# garage door conversion to glass patio doors question



## MikeBe (May 17, 2015)

Hi everyone!

I live in a ranch style 3 bd. house.I have a huge double garage, 1/4 of the whole space.
I am hoping to convert one garage into a guest room sometime next year
and leave the other garage half intact. I talked to a few people, but really
want an independent opinion. I have a good sense of interior design,
codes, safety etc. The question I have is about the entrance.

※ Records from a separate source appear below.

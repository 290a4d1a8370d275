//! GraphQL transport and the job-status query.
//!
//! Pure envelope parsing lives in `parse_envelope` so it can be tested
//! without a server.

use serde::de::DeserializeOwned;
use serde::{Deserialize, Serialize};
use wire::JobStatus;

use super::{ApiClient, read_body};
use crate::error::ClientError;
use crate::poll::JobStatusSource;

pub const JOB_STATUS_QUERY: &str = "query JobStatus($jobId: String!) {
  jobStatus(jobId: $jobId) {
    id
    status
    progress
    result
    error
    createdAt
    finishedAt
  }
}";

// =============================================================================
// WIRE TYPES
// =============================================================================

#[derive(Serialize)]
struct GraphQlRequest<'a, V> {
    query: &'a str,
    variables: V,
}

#[derive(Deserialize)]
struct GraphQlResponse<D> {
    data: Option<D>,
    #[serde(default)]
    errors: Vec<GraphQlErrorEntry>,
}

#[derive(Deserialize)]
struct GraphQlErrorEntry {
    message: String,
}

#[derive(Debug, Deserialize)]
#[serde(rename_all = "camelCase")]
struct JobStatusData {
    job_status: Option<JobStatus>,
}

#[derive(Serialize)]
#[serde(rename_all = "camelCase")]
struct JobStatusVariables<'a> {
    job_id: &'a str,
}

// =============================================================================
// CLIENT
// =============================================================================

impl ApiClient {
    /// Execute a GraphQL operation and return its `data`.
    ///
    /// # Errors
    ///
    /// [`ClientError::GraphQl`] when the response carries an `errors` array
    /// (whatever the HTTP status), [`ClientError::Response`] for other
    /// non-success statuses, [`ClientError::Parse`] for undecodable bodies.
    pub async fn graphql<V, D>(&self, query: &str, variables: V) -> Result<D, ClientError>
    where
        V: Serialize,
        D: DeserializeOwned,
    {
        let response = self
            .http
            .post(self.config.graphql_url())
            .json(&GraphQlRequest { query, variables })
            .send()
            .await?;
        let (status, text) = read_body(response).await?;

        if !(200..300).contains(&status) {
            return Err(match graphql_error_message(&text) {
                Some(message) => ClientError::GraphQl(message),
                None => ClientError::Response { status, body: text },
            });
        }
        parse_envelope(&text)
    }

    /// Fetch one job snapshot. `Ok(None)` means the backend does not know the id.
    ///
    /// # Errors
    ///
    /// See [`ApiClient::graphql`].
    pub async fn fetch_job_status(&self, job_id: &str) -> Result<Option<JobStatus>, ClientError> {
        let data: JobStatusData = self
            .graphql(JOB_STATUS_QUERY, JobStatusVariables { job_id })
            .await?;
        Ok(data.job_status)
    }
}

#[async_trait::async_trait]
impl JobStatusSource for ApiClient {
    async fn job_status(&self, job_id: &str) -> Result<Option<JobStatus>, ClientError> {
        self.fetch_job_status(job_id).await
    }
}

// =============================================================================
// PARSING
// =============================================================================

fn parse_envelope<D: DeserializeOwned>(text: &str) -> Result<D, ClientError> {
    let envelope: GraphQlResponse<D> =
        serde_json::from_str(text).map_err(|e| ClientError::Parse(e.to_string()))?;
    if !envelope.errors.is_empty() {
        return Err(ClientError::GraphQl(join_messages(&envelope.errors)));
    }
    envelope
        .data
        .ok_or_else(|| ClientError::Parse("GraphQL response has no data".into()))
}

fn graphql_error_message(text: &str) -> Option<String> {
    let envelope: GraphQlResponse<serde_json::Value> = serde_json::from_str(text).ok()?;
    if envelope.errors.is_empty() {
        None
    } else {
        Some(join_messages(&envelope.errors))
    }
}

fn join_messages(errors: &[GraphQlErrorEntry]) -> String {
    errors
        .iter()
        .map(|e| e.message.as_str())
        .collect::<Vec<_>>()
        .join("; ")
}

#[cfg(test)]
#[path = "graphql_test.rs"]
mod tests;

My idea of it is to take out garage doors and install sliding glass
patio doors. These doors would most likely have to be custom made to
fit the opening, for the reason that if I ever need to sell the place,
I can revert back to garage doors without pain.
Questions:
Is that something that could be done? What are the possible disadvantages that I may encounter with this?
Who should I try to find for the job, a door/window specialist
or perhaps a masonry contractor because garage is poured concrete.

PS. Attached are photos of current garage and photoshopped version of what I have in mind.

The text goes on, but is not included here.